*WHAT YOU WILL DO*: Only one span of the listing below is wanted: the lines from the one with "Command-line interface module." through the one with "pub const TITLE: FieldPath", reproduced exactly, both ends kept.

*PROVIDED DATA*:
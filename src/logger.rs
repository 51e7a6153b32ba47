//! Terminal output: `[module]` prefixed log lines and a fetch progress line.
//!
//! ```ignore
//! log!("store"; "{} in {}", plural_count(n, "post"), location);
//! debug!("render"; "{} bytes", html.len());
//!
//! let progress = ProgressLine::new("fetch", 12);
//! progress.inc();
//! progress.finish();
//! ```

use crossterm::{
    cursor, execute,
    terminal::{Clear, ClearType},
};
use owo_colors::{AnsiColors, OwoColorize};
use std::{
    cell::Cell,
    io::{Write, stdout},
    sync::atomic::{AtomicBool, Ordering},
};

static VERBOSE: AtomicBool = AtomicBool::new(false);

/// Set while a [`ProgressLine`] owns the current terminal line.
static PROGRESS_ACTIVE: AtomicBool = AtomicBool::new(false);

/// Enable `debug!` output (`--verbose`).
pub fn set_verbose(v: bool) {
    VERBOSE.store(v, Ordering::Relaxed);
}

pub fn is_verbose() -> bool {
    VERBOSE.load(Ordering::Relaxed)
}

/// Log a message with a colored module prefix
///
/// ```ignore
/// log!("feed"; "wrote {}", path.display());
/// ```
#[macro_export]
macro_rules! log {
    ($module:expr; $($arg:tt)*) => {{
        $crate::logger::log($module, &format!($($arg)*))
    }};
}

/// Like `log!`, but only with `--verbose`.
#[macro_export]
macro_rules! debug {
    ($module:expr; $($arg:tt)*) => {{
        if $crate::logger::is_verbose() {
            $crate::logger::log($module, &format!($($arg)*))
        }
    }};
}

pub fn log(module: &str, message: &str) {
    let prefix = colorize_prefix(module);
    let mut out = stdout().lock();

    // Print above a parked progress line; it redraws on the next tick
    if PROGRESS_ACTIVE.load(Ordering::Relaxed) {
        execute!(out, cursor::MoveToColumn(0), Clear(ClearType::CurrentLine)).ok();
    }

    writeln!(out, "{prefix} {message}").ok();
    out.flush().ok();
}

fn prefix_color(module: &str) -> AnsiColors {
    match module.to_ascii_lowercase().as_str() {
        "store" => AnsiColors::BrightBlue,
        "publish" => AnsiColors::BrightGreen,
        "error" => AnsiColors::BrightRed,
        "warning" => AnsiColors::BrightMagenta,
        _ => AnsiColors::BrightYellow,
    }
}

fn colorize_prefix(module: &str) -> String {
    format!("[{module}]")
        .color(prefix_color(module))
        .bold()
        .to_string()
}

// ============================================================================
// Progress Line
// ============================================================================

/// One counter redrawn in place: `[build] fetch(4/12)`.
pub struct ProgressLine {
    label: &'static str,
    total: usize,
    done: Cell<usize>,
}

impl ProgressLine {
    pub fn new(label: &'static str, total: usize) -> Self {
        PROGRESS_ACTIVE.store(true, Ordering::Relaxed);
        let progress = Self {
            label,
            total,
            done: Cell::new(0),
        };
        progress.draw(false);
        progress
    }

    pub fn inc(&self) {
        self.done.set(self.done.get() + 1);
        self.draw(false);
    }

    fn render_line(&self) -> String {
        format!("{}({}/{})", self.label, self.done.get(), self.total)
    }

    fn draw(&self, newline: bool) {
        let mut out = stdout().lock();
        execute!(out, cursor::MoveToColumn(0), Clear(ClearType::CurrentLine)).ok();
        let prefix = colorize_prefix("build");
        if newline {
            writeln!(out, "{prefix} {}", self.render_line()).ok();
        } else {
            write!(out, "{prefix} {}", self.render_line()).ok();
        }
        out.flush().ok();
    }

    /// Leave the final counts on screen.
    pub fn finish(self) {
        PROGRESS_ACTIVE.store(false, Ordering::Relaxed);
        self.draw(true);
    }

    /// Erase the line, e.g. before an error is reported.
    pub fn abandon(self) {
        PROGRESS_ACTIVE.store(false, Ordering::Relaxed);
        let mut out = stdout().lock();
        execute!(out, cursor::MoveToColumn(0), Clear(ClearType::CurrentLine)).ok();
        out.flush().ok();
    }
}

#[cfg(test)]
mod tests {
    use super::*;

    #[test]
    fn test_verbose_toggle() {
        set_verbose(true);
        assert!(is_verbose());
        set_verbose(false);
        assert!(!is_verbose());
    }

    #[test]
    fn test_progress_counts() {
        let progress = ProgressLine::new("fetch", 3);
        progress.inc();
        progress.inc();
        assert_eq!(progress.render_line(), "fetch(2/3)");
        progress.finish();
    }

    #[test]
    fn test_prefix_colors() {
        assert!(matches!(prefix_color("Store"), AnsiColors::BrightBlue));
        assert!(matches!(prefix_color("feed"), AnsiColors::BrightYellow));
        assert!(colorize_prefix("store").contains("[store]"));
    }
}
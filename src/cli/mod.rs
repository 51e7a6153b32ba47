//! Command-line interface module.

mod args;
pub mod build;
pub mod query;

pub use args::{BuildArgs, Cli, Commands};
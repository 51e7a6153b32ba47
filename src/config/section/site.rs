//! `[site]` configuration.
//!
//! Channel-level metadata. `url` doubles as the base of every item permalink.

use crate::config::{ConfigDiagnostics, FieldPath};
use serde::{Deserialize, Serialize};

#[derive(Debug, Clone, Serialize, Deserialize)]
#[serde(default)]
pub struct SiteInfoConfig {
    /// Channel title.
    pub title: String,
    /// Site origin, e.g. `https://example.com`.
    pub url: String,
    pub description: String,
    /// Author name, repeated on every item.
    pub author: String,
    pub email: String,
    /// Language code (e.g., "en", "zh-Hans").
    pub language: String,
}

impl Default for SiteInfoConfig {
    fn default() -> Self {
        Self {
            title: String::new(),
            url: String::new(),
            description: String::new(),
            author: String::new(),
            email: String::new(),
            language: "en".into(),
        }
    }
}

impl SiteInfoConfig {
    pub const TITLE: FieldPath = FieldPath::new("site.title");
    pub const URL: FieldPath = FieldPath::new("site.url");
    pub const EMAIL: FieldPath = FieldPath::new("site.email");

    /// Validate site configuration.
    ///
    /// # Checks
    /// - `url` is set, parses, uses http(s) and has a host
    /// - `title` is set
    /// - `email` looks like an address when set
    pub fn validate(&self, diag: &mut ConfigDiagnostics) {
        if self.title.trim().is_empty() {
            diag.error_with_hint(Self::TITLE, "site title is empty", "set a channel title");
        }

        if self.url.is_empty() {
            diag.error_with_hint(
                Self::URL,
                format!("{} is required to build permalinks", Self::URL),
                format!("set {}, e.g.: \"https://example.com\"", Self::URL),
            );
        } else {
            match url::Url::parse(&self.url) {
                Ok(parsed) => {
                    if !matches!(parsed.scheme(), "http" | "https") {
                        diag.error_with_hint(
                            Self::URL,
                            format!(
                                "scheme '{}' not supported, must be http or https",
                                parsed.scheme()
                            ),
                            "use format like https://example.com",
                        );
                    }
                    if parsed.host_str().is_none() {
                        diag.error_with_hint(
                            Self::URL,
                            "URL must have a valid host",
                            "use format like https://example.com",
                        );
                    }
                }
                Err(e) => {
                    diag.error_with_hint(
                        Self::URL,
                        format!("invalid URL: {e}"),
                        "use format like https://example.com",
                    );
                }
            }
        }

        if !self.email.is_empty() && !self.email.contains('@') {
            diag.warn(Self::EMAIL, "does not look like an email address");
        }
    }
}

#[cfg(test)]
mod tests {
    use super::*;
    use crate::config::test_parse_config;

    fn validate(site: &SiteInfoConfig) -> ConfigDiagnostics {
        let mut diag = ConfigDiagnostics::new();
        site.validate(&mut diag);
        diag
    }

    #[test]
    fn test_defaults() {
        let site = SiteInfoConfig::default();
        assert_eq!(site.language, "en");
        assert!(site.url.is_empty());
    }

    #[test]
    fn test_parse() {
        let config = test_parse_config("");
        assert_eq!(config.site.title, "Test");
        assert_eq!(config.site.url, "https://example.com");
    }

    #[test]
    fn test_missing_url_is_error() {
        let site = SiteInfoConfig {
            title: "Blog".into(),
            ..Default::default()
        };
        let diag = validate(&site);
        assert_eq!(diag.len(), 1);
        assert_eq!(diag.errors()[0].field, SiteInfoConfig::URL);
    }

    #[test]
    fn test_bad_scheme_is_error() {
        let site = SiteInfoConfig {
            title: "Blog".into(),
            url: "ftp://example.com".into(),
            ..Default::default()
        };
        assert!(validate(&site).has_errors());
    }

    #[test]
    fn test_unparseable_url_is_error() {
        let site = SiteInfoConfig {
            title: "Blog".into(),
            url: "example.com".into(),
            ..Default::default()
        };
        assert!(validate(&site).has_errors());
    }

    #[test]
    fn test_valid_site() {
        let site = SiteInfoConfig {
            title: "Blog".into(),
            url: "https://harrisonmalone.dev".into(),
            email: "me@example.com".into(),
            ..Default::default()
        };
        assert!(validate(&site).is_empty());
    }
}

*OUTPUT OF THE EXERCISE*:
//! Command-line interface module.

mod args;
pub mod build;
pub mod query;

pub use args::{BuildArgs, Cli, Commands};
repository 51e7a6153b32ba47
filename src/config/section/site.rs
//! `[site]` configuration.
//!
//! Channel-level metadata. `url` doubles as the base of every item permalink.

use crate::config::{ConfigDiagnostics, FieldPath};
use serde::{Deserialize, Serialize};

#[derive(Debug, Clone, Serialize, Deserialize)]
#[serde(default)]
pub struct SiteInfoConfig {
    /// Channel title.
    pub title: String,
    /// Site origin, e.g. `https://example.com`.
    pub url: String,
    pub description: String,
    /// Author name, repeated on every item.
    pub author: String,
    pub email: String,
    /// Language code (e.g., "en", "zh-Hans").
    pub language: String,
}

impl Default for SiteInfoConfig {
    fn default() -> Self {
        Self {
            title: String::new(),
            url: String::new(),
            description: String::new(),
            author: String::new(),
            email: String::new(),
            language: "en".into(),
        }
    }
}

impl SiteInfoConfig {
    pub const TITLE: FieldPath = FieldPath::new("site.title");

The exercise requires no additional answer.